Good deal guys I unfortunately went out on disability at 50 lost all other pensions.

Warren


----------



## mike243 (Nov 16, 2022)

_back when I started working the early retirement was at 58, now its 62 maybe but think full retirement is 65-67 , wife sez 2-3 more years not sure i got that left in me_


----------



## Colin1230 (Nov 16, 2022)

Financial Advisors say to draw SS as soon as possible.  I retired early at age 60 with a company pension after 40 years with the gas company.  The pension plan bridged my SS until age 62.  Damn, that was nice.


----------



## Brokenhandle (Nov 16, 2022)

Someone here about 30 miles away from me is gonna have a nice retirement...just sold farmground for $30,000 / acre, beat the old record by about $4000 ...some pretty good security as well...except what's paid in for taxes.

Ryan


----------



## GonnaSmoke (Nov 16, 2022)

Newglide said:


> Congratulations!! Yeah once you hit 50 it becomes a goal. Hope you enjoy it


My goal when I turned 50 was to pay off the house and become debt free. Then it was to live long enough to enjoy the fruits of my labors...


GaryHibbert said:


> Congrats on living long enough to collect it.  Up here we get it at 65--sadly not available early.  I don't know, but if your SS is better than our OAS (Old age security).  I get $685.50 a month, and applied as soon as possible--(Big Sigh), 8 years ago.  So at your age, you're still a young pup.
> Gary


Thanks Gary. Now the goal is to live ling enough to beat the system.
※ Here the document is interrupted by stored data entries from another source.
//! # Configuration
//!
//! Centralizes all settings with a clear override hierarchy:
//! defaults → config file → env vars → CLI flags.
//!
//! Config lives at `~/.moodlens/config.toml`. If missing on first run, a
//! commented-out default is generated so users can discover all options.

use log::{debug, info, warn};
use serde::{Deserialize, Serialize};
use std::fmt;
use std::fs;
use std::path::PathBuf;
use std::time::Duration;

// ============================================================================
// Config Structs (all fields Option<T> for sparse TOML)
// ============================================================================

#[derive(Debug, Default, Deserialize, Serialize)]
pub struct MoodLensConfig {
    #[serde(default)]
    pub service: ServiceConfig,
}

#[derive(Debug, Default, Deserialize, Serialize)]
pub struct ServiceConfig {
    pub base_url: Option<String>,
    pub request_timeout_secs: Option<u64>,
}

// ============================================================================
// Defaults
// ============================================================================

pub const DEFAULT_BASE_URL: &str = "http://127.0.0.1:8000";
pub const DEFAULT_REQUEST_TIMEOUT_SECS: u64 = 10;

// ============================================================================
// Resolved Config (concrete values, no Options)
// ============================================================================

#[derive(Debug, Clone)]
pub struct ResolvedConfig {
    pub base_url: String,
    pub request_timeout: Duration,
}

// ============================================================================
// Error Type
// ============================================================================

#[derive(Debug)]
pub enum ConfigError {
    Io(std::io::Error),
    Parse(toml::de::Error),
}

impl fmt::Display for ConfigError {
    fn fmt(&self, f: &mut fmt::Formatter<'_>) -> fmt::Result {
        match self {
            ConfigError::Io(e) => write!(f, "config I/O error: {e}"),
            ConfigError::Parse(e) => write!(f, "config parse error: {e}"),
        }
    }
}

impl std::error::Error for ConfigError {}

// ============================================================================
// Loading
// ============================================================================

/// Returns the path to `~/.moodlens/config.toml`.
pub fn config_path() -> Option<PathBuf> {
    dirs::home_dir().map(|h| h.join(".moodlens").join("config.toml"))
}

/// Load config from `~/.moodlens/config.toml`.
///
/// If the file doesn't exist, generates a commented-out default and
/// returns `MoodLensConfig::default()`. If it exists but is malformed,
/// returns `ConfigError::Parse`.
pub fn load_config() -> Result<MoodLensConfig, ConfigError> {
    let path = match config_path() {
        Some(p) => p,
        None => {
            warn!("Could not determine home directory, using default config");
            return Ok(MoodLensConfig::default());
        }
    };

    if !path.exists() {
        info!("No config file found, generating default at {}", path.display());
        generate_default_config(&path);
        return Ok(MoodLensConfig::default());
    }

    let contents = fs::read_to_string(&path).map_err(ConfigError::Io)?;
    let config: MoodLensConfig = toml::from_str(&contents).map_err(ConfigError::Parse)?;
    info!("Loaded config from {}", path.display());
    debug!("Config: {:?}", config);
    Ok(config)
}

/// Generates a commented-out default config file at the given path.
fn generate_default_config(path: &PathBuf) {
    let default_content = r#"# MoodLens Configuration
# All settings are optional — defaults are used for anything not specified.
# Override hierarchy: defaults → this file → env vars → CLI flags.

# [service]
# base_url = "http://127.0.0.1:8000"   # Or set MOODLENS_BASE_URL env var
# request_timeout_secs = 10
"#;

    if let Some(parent) = path.parent() {
        if let Err(e) = fs::create_dir_all(parent) {
            warn!("Failed to create config directory: {}", e);
            return;
        }
    }
    if let Err(e) = fs::write(path, default_content) {
        warn!("Failed to write default config: {}", e);
    }
}

// ============================================================================
// Resolution
// ============================================================================

/// Resolve the final config by collapsing: defaults → config file → env vars → CLI.
///
/// `cli_base_url` is from the `--base-url` flag (None = not specified).
pub fn resolve(config: &MoodLensConfig, cli_base_url: Option<&str>) -> ResolvedConfig {
    // Base URL: CLI → env → config → default
    let base_url = cli_base_url
        .map(|s| s.to_string())
        .or_else(|| std::env::var("MOODLENS_BASE_URL").ok())
        .or_else(|| config.service.base_url.clone())
        .unwrap_or_else(|| DEFAULT_BASE_URL.to_string());

    // Endpoint paths are appended as "/analyze" etc., so a trailing
    // slash here would produce "//analyze".
    let base_url = base_url.trim_end_matches('/').to_string();

    let request_timeout = Duration::from_secs(
        config
            .service
            .request_timeout_secs
            .unwrap_or(DEFAULT_REQUEST_TIMEOUT_SECS),
    );

    ResolvedConfig {
        base_url,
        request_timeout,
    }
}

#[cfg(test)]
mod tests {
    use super::*;

    #[test]
    fn test_default_config_parses() {
        let config = MoodLensConfig::default();
        assert!(config.service.base_url.is_none());
        assert!(config.service.request_timeout_secs.is_none());
    }

    #[test]
    fn test_resolve_uses_defaults_when_empty() {
        let config = MoodLensConfig::default();
        let resolved = resolve(&config, None);
        assert_eq!(resolved.base_url, DEFAULT_BASE_URL);
        assert_eq!(
            resolved.request_timeout,
            Duration::from_secs(DEFAULT_REQUEST_TIMEOUT_SECS)
        );
    }

    #[test]
    fn test_resolve_config_values_override_defaults() {
        let config = MoodLensConfig {
            service: ServiceConfig {
                base_url: Some("http://192.168.1.50:9000".to_string()),
                request_timeout_secs: Some(3),
            },
        };
        let resolved = resolve(&config, None);
        assert_eq!(resolved.base_url, "http://192.168.1.50:9000");
        assert_eq!(resolved.request_timeout, Duration::from_secs(3));
    }

    #[test]
    fn test_resolve_cli_base_url_wins() {
        let config = MoodLensConfig {
            service: ServiceConfig {
                base_url: Some("http://from-config:8000".to_string()),
                request_timeout_secs: None,
            },
        };
        let resolved = resolve(&config, Some("http://from-cli:8000"));
        assert_eq!(resolved.base_url, "http://from-cli:8000");
    }

    #[test]
    fn test_resolve_trims_trailing_slash() {
        let config = MoodLensConfig::default();
        let resolved = resolve(&config, Some("http://localhost:8000/"));
        assert_eq!(resolved.base_url, "http://localhost:8000");
    }

    #[test]
    fn test_toml_round_trip() {
        let toml_str = r#"
[service]
base_url = "http://10.0.0.2:8000"
request_timeout_secs = 30
"#;
        let config: MoodLensConfig = toml::from_str(toml_str).unwrap();
        assert_eq!(
            config.service.base_url.as_deref(),
            Some("http://10.0.0.2:8000")
        );
        assert_eq!(config.service.request_timeout_secs, Some(30));
    }

    #[test]
    fn test_sparse_toml_parses() {
        // Only override one thing — everything else stays default
        let toml_str = r#"
[service]
request_timeout_secs = 5
"#;
        let config: MoodLensConfig = toml::from_str(toml_str).unwrap();
        assert_eq!(config.service.request_timeout_secs, Some(5));
        assert!(config.service.base_url.is_none());
    }

    #[test]
    fn test_empty_toml_parses() {
        let config: MoodLensConfig = toml::from_str("").unwrap();
        assert!(config.service.base_url.is_none());
    }
}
My SS is considerably more than your OAS...


mike243 said:


> _back when I started working the early retirement was at 58, now its 62 maybe but think full retirement is 65-67 , wife sez 2-3 more years not sure i got that left in me_


Mike, there was no way I could work until I was 65-67, I definitely didn't have that in me. But sometimes you gotta do what you gotta do...


Colin1230 said:


> Financial Advisors say to draw SS as soon as possible.  I retired early at age 60 with a company pension after 40 years with the gas company.  The pension plan bridged my SS until age 62.  Damn, that was nice.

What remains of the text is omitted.